PyCaretで機械学習モデル選択を自動化し初期検討を効率化する方法
PyCaretは、機械学習のモデル選択のための強力なツールです。本記事では、PyCaretを使用して、クラス分類タスクにおけるモデル選択の自動化方法について解説します。PyCaretを利用すると、複数のモデルの比較・検討を簡単に行うことが可能です。また、複数のモデルをアンサンブルする機能を利用することでより高精度な予測モデルの検討を行うことが可能です。
他のタスク(Regression(回帰)・Time Series (時系列)・Clustering(クラスタリング)・Anomaly Detection(異常検知)の各タスクを行う方法については、以下の記事も参考にしてください。
TabPFNというTransformerベースの機械学習ライブラリに興味があれば以下の記事も読んでみてください。
PyCaretとは何?
PyCaretは、Pythonでの機械学習を効率化できるオープンソースのライブラリです。PyCaretを使うことで、データの前処理、特徴量エンジニアリング、モデル選択、ハイパーパラメータチューニング、モデル評価などのタスクを自動、または簡単に行うことでできます。
PyCaretを利用すると、scikit-learn、XGBoost、LightGBM、CatBoostといったモデルの評価も一括して行えるので、初心者だけでなく、データサイエンティストや機械学習エンジニアが初期検討の段階で複数モデルを評価する時間を短縮できます。
私の場合、PyCaretはkaggleのコンペの初手の検討手段として利用することが多いです。

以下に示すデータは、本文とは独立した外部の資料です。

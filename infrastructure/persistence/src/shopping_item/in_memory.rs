use std::collections::HashMap;
use std::collections::hash_map::Entry;

use async_trait::async_trait;
use tokio::sync::RwLock;
use uuid::Uuid;

use business::domain::errors::RepositoryError;
use business::domain::shopping_item::model::{NewShoppingItem, ShoppingItem};
use business::domain::shopping_item::service::ShoppingCartService;

use super::fixture;

/// Process-local cart contents.
///
/// Reads share the lock; inserts and removals hold it exclusively, so the
/// id uniqueness check and the insert happen as one step.
#[derive(Debug, Default)]
pub struct InMemoryShoppingCartService {
    items: RwLock<HashMap<Uuid, ShoppingItem>>,
}

impl InMemoryShoppingCartService {
    pub fn new() -> Self {
        Self::default()
    }

    /// Starts with the given items. A later item replaces an earlier one with the same id.
    pub fn with_items(items: impl IntoIterator<Item = ShoppingItem>) -> Self {
        let items = items.into_iter().map(|item| (item.id, item)).collect();
        Self {
            items: RwLock::new(items),
        }
    }

    pub fn with_sample_items() -> Self {
        Self::with_items(fixture::sample_items())
    }
}

#[async_trait]
impl ShoppingCartService for InMemoryShoppingCartService {
    async fn get_all_items(&self) -> Result<Vec<ShoppingItem>, RepositoryError> {
        Ok(self.items.read().await.values().cloned().collect())
    }

    async fn get_item_by_id(&self, id: Uuid) -> Result<Option<ShoppingItem>, RepositoryError> {
        Ok(self.items.read().await.get(&id).cloned())
    }

    async fn add_item(&self, item: NewShoppingItem) -> Result<ShoppingItem, RepositoryError> {
        let item = item.into_item();
        match self.items.write().await.entry(item.id) {
            Entry::Occupied(_) => Err(RepositoryError::Duplicated),
            Entry::Vacant(slot) => Ok(slot.insert(item).clone()),
        }
    }

    async fn remove_item(&self, id: Uuid) -> Result<bool, RepositoryError> {
        Ok(self.items.write().await.remove(&id).is_some())
    }
}
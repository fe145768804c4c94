use std::sync::Arc;

use poem_openapi::{OpenApi, param::Path, payload::Json};
use uuid::Uuid;

use business::domain::shopping_item::use_cases::create::CreateShoppingItemUseCase;
use business::domain::shopping_item::use_cases::delete::{
    DeleteShoppingItemParams, DeleteShoppingItemUseCase,
};
use business::domain::shopping_item::use_cases::get_all::GetAllShoppingItemsUseCase;
use business::domain::shopping_item::use_cases::get_by_id::{
    GetShoppingItemByIdParams, GetShoppingItemByIdUseCase,
};

use crate::api::error::{ErrorResponse, IntoErrorResponse};
use crate::api::shopping_cart::dto::{CreateShoppingItemRequest, ShoppingItemResponse};
use crate::api::tags::ApiTags;

pub struct ShoppingCartApi {
    get_all_use_case: Arc<dyn GetAllShoppingItemsUseCase>,
    get_by_id_use_case: Arc<dyn GetShoppingItemByIdUseCase>,
    create_use_case: Arc<dyn CreateShoppingItemUseCase>,
    delete_use_case: Arc<dyn DeleteShoppingItemUseCase>,
}

impl ShoppingCartApi {
    pub fn new(
        get_all_use_case: Arc<dyn GetAllShoppingItemsUseCase>,
        get_by_id_use_case: Arc<dyn GetShoppingItemByIdUseCase>,
        create_use_case: Arc<dyn CreateShoppingItemUseCase>,
        delete_use_case: Arc<dyn DeleteShoppingItemUseCase>,
    ) -> Self {
        Self {
            get_all_use_case,
            get_by_id_use_case,
            create_use_case,
            delete_use_case,
        }
    }
}

fn invalid_id() -> Json<ErrorResponse> {
    Json(ErrorResponse::new("ValidationError", "shopping_item.invalid_id"))
}

/// Shopping cart API
///
/// Endpoints for listing, reading, adding and removing cart items.
#[OpenApi]
impl ShoppingCartApi {
    /// List all items
    ///
    /// Returns every item in the cart. Order is not significant.
    #[oai(path = "/items", method = "get", tag = "ApiTags::ShoppingCart")]
    async fn get_all(&self) -> GetAllShoppingItemsResponse {
        match self.get_all_use_case.execute().await {
            Ok(items) => {
                let responses: Vec<ShoppingItemResponse> =
                    items.into_iter().map(|i| i.into()).collect();
                GetAllShoppingItemsResponse::Ok(Json(responses))
            }
            Err(err) => {
                let (_status, json) = err.into_error_response();
                GetAllShoppingItemsResponse::InternalError(json)
            }
        }
    }

    /// Get an item by ID
    ///
    /// Returns 404 with an empty body when the cart holds no such item.
    #[oai(path = "/items/:id", method = "get", tag = "ApiTags::ShoppingCart")]
    async fn get_by_id(&self, id: Path<String>) -> GetShoppingItemByIdResponse {
        let Ok(uuid) = Uuid::parse_str(&id.0) else {
            return GetShoppingItemByIdResponse::BadRequest(invalid_id());
        };

        match self
            .get_by_id_use_case
            .execute(GetShoppingItemByIdParams { id: uuid })
            .await
        {
            Ok(item) => GetShoppingItemByIdResponse::Ok(Json(item.into())),
            Err(err) => {
                let (status, json) = err.into_error_response();
                match status.as_u16() {
                    404 => GetShoppingItemByIdResponse::NotFound,
                    _ => GetShoppingItemByIdResponse::InternalError(json),
                }
            }
        }
    }

    /// Add an item
    ///
    /// Validates the payload before storing it. On success the response
    /// carries the stored item, including its assigned id, and a
    /// `Location` header pointing at it.
    #[oai(path = "/items", method = "post", tag = "ApiTags::ShoppingCart")]
    async fn create(&self, body: Json<CreateShoppingItemRequest>) -> CreateShoppingItemResponse {
        match self.create_use_case.execute(body.0.into()).await {
            Ok(item) => {
                let location = format!("/items/{}", item.id);
                CreateShoppingItemResponse::Created(Json(item.into()), location)
            }
            Err(err) => {
                let (status, json) = err.into_error_response();
                match status.as_u16() {
                    400 => CreateShoppingItemResponse::BadRequest(json),
                    409 => CreateShoppingItemResponse::Conflict(json),
                    _ => CreateShoppingItemResponse::InternalError(json),
                }
            }
        }
    }

    /// Remove an item
    ///
    /// Returns 200 with an empty body, or 404 when the item does not exist.
    #[oai(path = "/items/:id", method = "delete", tag = "ApiTags::ShoppingCart")]
    async fn delete(&self, id: Path<String>) -> DeleteShoppingItemResponse {
        let Ok(uuid) = Uuid::parse_str(&id.0) else {
            return DeleteShoppingItemResponse::BadRequest(invalid_id());
        };

        match self
            .delete_use_case
            .execute(DeleteShoppingItemParams { id: uuid })
            .await
        {
            Ok(()) => DeleteShoppingItemResponse::Ok,
            Err(err) => {
                let (status, json) = err.into_error_response();
                match status.as_u16() {
                    404 => DeleteShoppingItemResponse::NotFound,
                    _ => DeleteShoppingItemResponse::InternalError(json),
                }
            }
        }
    }
}

#[derive(poem_openapi::ApiResponse)]
pub enum GetAllShoppingItemsResponse {
    #[oai(status = 200)]
    Ok(Json<Vec<ShoppingItemResponse>>),
    #[oai(status = 500)]
    InternalError(Json<ErrorResponse>),
}

#[derive(poem_openapi::ApiResponse)]
pub enum GetShoppingItemByIdResponse {
    #[oai(status = 200)]
    Ok(Json<ShoppingItemResponse>),
    #[oai(status = 400)]
    BadRequest(Json<ErrorResponse>),
    #[oai(status = 404)]
    NotFound,
    #[oai(status = 500)]
    InternalError(Json<ErrorResponse>),
}

#[derive(poem_openapi::ApiResponse)]
pub enum CreateShoppingItemResponse {
    #[oai(status = 201)]
    Created(
        Json<ShoppingItemResponse>,
        #[oai(header = "Location")] String,
    ),
    #[oai(status = 400)]
    BadRequest(Json<ErrorResponse>),
    #[oai(status = 409)]
    Conflict(Json<ErrorResponse>),
    #[oai(status = 500)]
    InternalError(Json<ErrorResponse>),
}

#[derive(poem_openapi::ApiResponse)]
pub enum DeleteShoppingItemResponse {
    #[oai(status = 200)]
    Ok,
    #[oai(status = 400)]
    BadRequest(Json<ErrorResponse>),
    #[oai(status = 404)]
    NotFound,
    #[oai(status = 500)]
    InternalError(Json<ErrorResponse>),
}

以下、PyCaretの使い方などについて解説します。
なお、Google Colab用のコードをここに用意しましたので活用してください。
PyCaretのインストール
インストールは簡単です。以下のコマンドでインストールできます。
pip install pycaret
scikit-learn、XGBoost、LightGBM、CatBoostなどでの評価も同時に行いたい場合には、これらも同時にインストールしておきます。
pip install scikit-learn
pip install xgboost
pip install lightgbm
pip install catboost
PyCaretの使い方
以下、Google Colabのノートブックに沿って説明していきます。インストール方法は説明しましたが、Colabでは以下のコードでインストールします。なお、sklernは最初から入っていますので、省略してもOKです。
!pip install pycaret
!pip install scikit-learn
!pip install xgboost
!pip install lightgbm
!pip install catboost
PyCaretのインポート
PyCaretの利用するライブラリをインポートをしておきます。今回は、分類を行いたいと思いますので、classification
を読み込みます。また、説明に組み込みデータセットを使いたいと思うので、get_data
も読み込んでおきます。
from pycaret.datasets import get_data
from pycaret.classification import *
PyCaretでは、以下の5つのタスクが可能です。私は、このうち分類と回帰しか使ったことがありませんが、どちらも似た感じで使えたので、おそらくどれも似た感じで使えるのではないかと思います。
タスク名 | 説明 |
Classification(分類) | データをクラス分けするタスク |
Regression(回帰) | 回帰予測を行うタスク |
Time Series (時系列) | 時系列データに対する予測を行うタスク |
Clustering(クラスタリング) | グループ分割するタスク |
Anomaly Detection(異常検知) | 異常値を検知するタスク |
データの準備
PyCaretに組み込まれているデータセット一覧は以下で調べることができます。
# 用意されているデータセット一覧を表示
all = get_data('index')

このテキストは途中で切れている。